É possível reanimar as retinas humanas após a morte

Há muito que se assume que, quando o ser humano morre, os seus neurónios morrem consigo. Contudo, um novo estudo, sobre o tecido do olho, começa a questionar essa ideia.

Um novo estudo, recentemente publicado na revista Nature, oferece uma nova perspetiva sobre as doenças dos olhos relacionadas com a degeneração macular da retina — principal causa de perda de visão e cegueira.

No decorrer do estudo, Frans Vinberg, cientista de visão da Universidade de Utah, Anne Hanneken, cirurgiã de retina da Scrips Research, e colegas, restauraram a atividade elétrica nas retinas humanas de doadores de órgãos recentemente falecidos por morte cerebral ou cardíaca.

A metodologia usada permitiu restabelecer o tecido neural sensível à luz que se situa na parte detrás dos olhos e comunica com o cérebro.

Segundo a Scientific American, numa fase inicial, os investigadores testaram durante quanto tempo as retinas de rato continuavam a enviar sinais elétricos, após estes terem sido eutanasiados.

A equipa de investigadores conseguiu restaurar a atividade até três horas após a morte, e descobriu que a falta de oxigénio era a principal causa da perda irreversível da função.

De seguida, os investigadores estudaram os olhos humanos – transportados para o laboratório num recipiente que fornecia oxigénio e nutrientes -, expondo o tecido da retina a luz fraca e fazendo a medição dos sinais elétricos gerados pelo tecido.

Com este estudo, os cientistas foram capazes de restabelecer a atividade elétrica em células sensíveis à luz, denominadas de “fotorrecetores” e, ainda, nos neurónios a que estas células se ligam nos olhos do doador.

Os resultados mostraram que não só é possível restaurar as células individuais, mas também a comunicação entre elas.

Os resultados obtidos sugerem, ainda, que é possível recuperar outros tipos de tecido neural.

Segundo Anne Hanneken, “a retina é uma janela para o cérebro, por isso se se conseguir restaurar a comunicação na retina, após a morte, será de considerar que tipo de comunicação se poderá recuperar do cérebro”.

“Conseguimos acordar as células fotorecetoras na mácula humana, que é parte da retina responsável pela nossa visão central e pela nossa capacidade de ver pequenos detalhes e a cores.
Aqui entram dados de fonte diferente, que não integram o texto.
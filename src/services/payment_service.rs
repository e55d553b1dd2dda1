use chrono::Utc;
use sea_orm::sea_query::LockType;
use sea_orm::{
    ActiveModelTrait, ColumnTrait, Condition, EntityTrait, QueryFilter, QuerySelect, Set,
    TransactionTrait,
};

use uuid::Uuid;

use crate::{
    audit::log_audit,
    db::OrmConn,
    dto::payments::{TransferInstructions, TransferRequest, WebhookPayload},
    entity::{
        orders::{ActiveModel as OrderActive, Column as OrderCol, Entity as Orders},
        payments::{
            ActiveModel as PaymentActive, Column as PaymentCol, Entity as Payments,
            Model as PaymentModel,
        },
    },
    error::{AppError, AppResult},
    middleware::auth::AuthUser,
    response::{ApiResponse, Meta},
    signature,
    state::AppState,
};

/// Obtain bank-transfer instructions for a committed order and persist the
/// provider reference on its payment row.
///
/// Also the reopen path of the payment state machine: requesting instructions
/// for a `failed` payment resets it to `pending` under a fresh reference.
pub async fn request_transfer(
    state: &AppState,
    user: &AuthUser,
    payload: TransferRequest,
) -> AppResult<ApiResponse<TransferInstructions>> {
    let order = Orders::find()
        .filter(
            Condition::all()
                .add(OrderCol::CustomerId.eq(user.customer_id))
                .add(OrderCol::Id.eq(payload.order_id)),
        )
        .one(&state.orm)
        .await?;
    let order = match order {
        Some(o) => o,
        None => return Err(AppError::NotFound),
    };

    let payment = Payments::find()
        .filter(PaymentCol::OrderId.eq(order.id))
        .one(&state.orm)
        .await?
        .ok_or(AppError::NotFound)?;

    if payment.status == "completed" {
        return Err(AppError::BadRequest("Order already paid".into()));
    }

    // The order is committed regardless of what the provider does next; a
    // gateway failure surfaces as 502 and leaves the payment untouched.
    let description = format!("Payment for order {}", order.code);
    let instructions = state
        .gateway
        .create_transfer(&order.code, payment.amount, &description)
        .await?;

    persist_transfer_instructions(&state.orm, payment.id, &instructions).await?;

    if let Err(err) = log_audit(
        &state.pool,
        Some(user.customer_id),
        "transfer_requested",
        Some("payments"),
        Some(serde_json::json!({
            "order_id": order.id,
            "provider_reference": instructions.provider_reference,
        })),
    )
    .await
    {
        tracing::warn!(error = %err, "audit log failed");
    }

    Ok(ApiResponse::success(
        "Transfer instructions created",
        instructions,
        Some(Meta::empty()),
    ))
}

/// Attach provider instructions to a payment behind a row lock.
///
/// The gateway call above runs unlocked, so a webhook may settle the payment
/// while it is in flight; the locked re-read refuses to overwrite a payment
/// that became `completed` in the meantime. A `failed` payment reopens to
/// `pending`, which is the only transition back.
pub async fn persist_transfer_instructions(
    orm: &OrmConn,
    payment_id: Uuid,
    instructions: &TransferInstructions,
) -> AppResult<PaymentModel> {
    let txn = orm.begin().await?;

    let payment = Payments::find_by_id(payment_id)
        .lock(LockType::Update)
        .one(&txn)
        .await?
        .ok_or(AppError::NotFound)?;

    if payment.status == "completed" {
        return Err(AppError::BadRequest("Order already paid".into()));
    }

    let reopened = payment.status == "failed";
    let mut active: PaymentActive = payment.into();
    active.provider_reference = Set(Some(instructions.provider_reference.clone()));
    active.provider_metadata = Set(Some(serde_json::to_value(instructions).map_err(
        |err| AppError::Internal(anyhow::anyhow!("serializing instructions: {err}")),
    )?));
    if reopened {
        active.status = Set("pending".into());
    }
    active.updated_at = Set(Utc::now().into());
    let payment = active.update(&txn).await?;

    txn.commit().await?;
    Ok(payment)
}

/// Reconcile a provider payment notification.
///
/// Verifies the HMAC over the exact raw bytes, then applies the status
/// transition idempotently: replays of the current status are no-ops, and
/// transitions the state machine does not allow are ignored with a warning
/// (the provider still gets its 200 so it stops retrying).
pub async fn handle_webhook(
    state: &AppState,
    raw_signature: Option<&str>,
    body: &[u8],
) -> AppResult<()> {
    let sig = raw_signature.ok_or(AppError::InvalidSignature)?;
    if !signature::verify(&state.config.webhook_secret, body, sig) {
        return Err(AppError::InvalidSignature);
    }

    let payload: WebhookPayload = serde_json::from_slice(body)
        .map_err(|_| AppError::BadRequest("Invalid webhook payload".into()))?;

    let reference = payload
        .provider_reference
        .filter(|r| !r.is_empty())
        .ok_or(AppError::MissingReference)?;
    let status = payload
        .status
        .filter(|s| !s.is_empty())
        .ok_or_else(|| AppError::BadRequest("Webhook payload is missing status".into()))?;

    let txn = state.orm.begin().await?;

    let payment = Payments::find()
        .filter(PaymentCol::ProviderReference.eq(reference.clone()))
        .lock(LockType::Update)
        .one(&txn)
        .await?
        .ok_or_else(|| AppError::PaymentNotFound(reference.clone()))?;

    let order = Orders::find_by_id(payment.order_id)
        .lock(LockType::Update)
        .one(&txn)
        .await?
        .ok_or_else(|| AppError::Internal(anyhow::anyhow!("payment without order")))?;

    let current = payment.status.clone();
    let order_id = order.id;
    match status.to_ascii_lowercase().as_str() {
        "completed" | "success" => match current.as_str() {
            "completed" => {
                tracing::info!(%reference, "replayed completed notification, no-op");
            }
            "failed" => {
                tracing::warn!(%reference, "completed notification for failed payment ignored");
            }
            _ => {
                let now = Utc::now();
                let mut payment: PaymentActive = payment.into();
                payment.status = Set("completed".into());
                payment.paid_at = Set(Some(now.into()));
                payment.updated_at = Set(now.into());
                payment.update(&txn).await?;

                let mut order: OrderActive = order.into();
                order.status = Set("confirmed".into());
                order.updated_at = Set(now.into());
                order.update(&txn).await?;
            }
        },
        "failed" | "cancelled" => match current.as_str() {
            "failed" => {
                tracing::info!(%reference, "replayed failed notification, no-op");
            }
            "completed" => {
                tracing::warn!(%reference, "failure notification for completed payment ignored");
            }
            _ => {
                let now = Utc::now();
                let mut payment: PaymentActive = payment.into();
                payment.status = Set("failed".into());
                payment.updated_at = Set(now.into());
                payment.update(&txn).await?;

                // Back to pending so the customer can retry the transfer.
                let mut order: OrderActive = order.into();
                order.status = Set("pending".into());
                order.updated_at = Set(now.into());
                order.update(&txn).await?;
            }
        },
        // Intermediate provider statuses are stored verbatim on the payment;
        // the order is untouched.
        _ => {
            if current == "completed" {
                tracing::warn!(%reference, %status, "intermediate status after completion ignored");
            } else if current != status {
                let mut payment: PaymentActive = payment.into();
                payment.status = Set(status.clone());
                payment.updated_at = Set(Utc::now().into());
                payment.update(&txn).await?;
            }
        }
    }

    txn.commit().await?;

    if let Err(err) = log_audit(
        &state.pool,
        None,
        "payment_webhook",
        Some("payments"),
        Some(serde_json::json!({
            "order_id": order_id,
            "provider_reference": reference,
            "status": status,
        })),
    )
    .await
    {
        tracing::warn!(error = %err, "audit log failed");
    }

    Ok(())
}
Nos olhos obtidos até cinco horas após a morte de um doador de órgãos, estas células responderam à luz brilhante, luz colorida e até a flashes de luz muito fracos”, explica Fatima Abbas, primeira autora do estudo.

Joan Miller, professora de oftalmologia na Havard Medical School, que não esteve envolvida no estudo, afirma que “o que é mais excitante é que isto poderia realmente tornar-se um modelo para estudar fisiologia visual em retinas humanas, na saúde, no envelhecimento e na doença”.

O estudo abre também a hipótese de se poderem vir a fazer transplantes de retina, embora os investigadores assumam que esta possa ainda ser uma realidade muito distante.

De referir que o estudo foi iniciado após a equipa de cientistas ter tido conhecimento de que, em 2019, investigadores da Universidade de Yale tinham comprovado que a atividade elétrica poderia ser restaurada no cérebro de um porco após a sua morte.

O ZAP falou na altura com o investigador português André Sousa, que participou na pesquisa, sobre os “avanços significativos” verificados.